Il passaggio definitivo all'economia industriale avvenuto, nel caso italiano, in questo dopoguerra, è stato dunque realizzato nel segno della progressiva liberalizzazione degli scambi su scala europea e in parte anche extraeuropea. Così come le premesse, i prerequisiti dell'industrializzazione furono posti nella fase liberista del 1861-1880, la quale tuttavia non riuscì a dar luogo ad un vero decollo industriale che avvenne solo in un periodo dominato dal protezionismo.

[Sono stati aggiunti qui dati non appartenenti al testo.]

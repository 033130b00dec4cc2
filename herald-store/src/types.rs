use std::{fmt, num::NonZeroU64, str::FromStr};

use chrono::{DateTime, Utc};
use serde::{Deserialize, Serialize};

/// Identifier for a stored message.
///
/// Ids are positive integers assigned by the store at creation time and never
/// change afterwards.
#[derive(Debug, Clone, Copy, PartialEq, Eq, Hash, PartialOrd, Ord, Serialize, Deserialize)]
#[serde(transparent)]
pub struct MessageId(NonZeroU64);

impl MessageId {
    /// Wrap a raw id, rejecting zero.
    #[must_use]
    pub const fn new(id: u64) -> Option<Self> {
        match NonZeroU64::new(id) {
            Some(id) => Some(Self(id)),
            None => None,
        }
    }

    #[must_use]
    pub const fn get(self) -> u64 {
        self.0.get()
    }
}

impl fmt::Display for MessageId {
    fn fmt(&self, f: &mut fmt::Formatter<'_>) -> fmt::Result {
        write!(f, "{}", self.0)
    }
}

impl FromStr for MessageId {
    type Err = std::num::ParseIntError;

    fn from_str(s: &str) -> Result<Self, Self::Err> {
        s.parse::<NonZeroU64>().map(Self)
    }
}

impl From<NonZeroU64> for MessageId {
    fn from(id: NonZeroU64) -> Self {
        Self(id)
    }
}

/// A queued message and its delivery state.
///
/// `sent` and `sent_at` move together: a message is sent exactly when
/// `sent_at` is populated.
#[derive(Debug, Clone, PartialEq, Eq, Serialize, Deserialize)]
pub struct Message {
    pub id: MessageId,
    pub content: String,
    pub recipient_address: String,
    pub sent: bool,
    #[serde(default, skip_serializing_if = "Option::is_none")]
    pub sent_at: Option<DateTime<Utc>>,
    /// Reference returned by the delivery endpoint, if one was recorded.
    #[serde(default, skip_serializing_if = "Option::is_none")]
    pub delivery_ref: Option<String>,
    pub created_at: DateTime<Utc>,
    pub updated_at: DateTime<Utc>,
}

impl Message {
    /// Build a fresh, unsent message as a store would on insert.
    #[must_use]
    pub fn unsent(id: MessageId, new: NewMessage, now: DateTime<Utc>) -> Self {
        Self {
            id,
            content: new.content,
            recipient_address: new.recipient_address,
            sent: false,
            sent_at: None,
            delivery_ref: None,
            created_at: now,
            updated_at: now,
        }
    }

    /// Transition to sent. Marking an already-sent message keeps the original
    /// timestamps and reference.
    pub fn mark_sent(&mut self, delivery_ref: Option<&str>, now: DateTime<Utc>) {
        if self.sent {
            return;
        }

        self.sent = true;
        self.sent_at = Some(now);
        self.delivery_ref = delivery_ref.map(ToOwned::to_owned);
        self.updated_at = now;
    }
}

/// Payload for creating a message.
#[derive(Debug, Clone, PartialEq, Eq, Serialize, Deserialize)]
pub struct NewMessage {
    pub content: String,
    pub recipient_address: String,
}

impl NewMessage {
    pub fn new(content: impl Into<String>, recipient_address: impl Into<String>) -> Self {
        Self {
            content: content.into(),
            recipient_address: recipient_address.into(),
        }
    }
}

Queste fasi differenziate non vanno tuttavia viste tanto o solo negli elementi di reciproco contrasto da cui esse furono indubbiamente e prevalentemente connotate, ma anche nei nessi di continuità che le legano e che si spiegano alla luce delle ragioni storiche, interne ed internazionali che furono alla radice del loro succedersi. E al riguardo non sarà del tutto inutile ricordare che lo sviluppo industriale del dopoguerra, sicuramente stimolato dal nuovo quadro di compatibilità creato dal regime di liberalizzazione degli scambi su scala europea e in una certa misura ormai mondiale, ha visto l'industria italiana attestarsi per decenni sul pilastro portante delle produzioni tradizionali a lungo protette dalla politica protezionistica sin dalla fine dell'Ottocento (tessili e metalmeccaniche) e su quello degli assetti tecnici, geografici e sociali creatisi nel corso degli anni trenta, senza mai riuscire ad entrare veramente in competizione nei settori della ricerca avanzata (elettronica, meccanica fine), salvo negli ultimi tempi, e ritrovarsi a subire un duro attacco anche nei settori di forza degli anni del miracolo economico: automobili, elettrodomestici, prodotti chimici, prodotti siderurgici. (V. anche Meridionale, questione).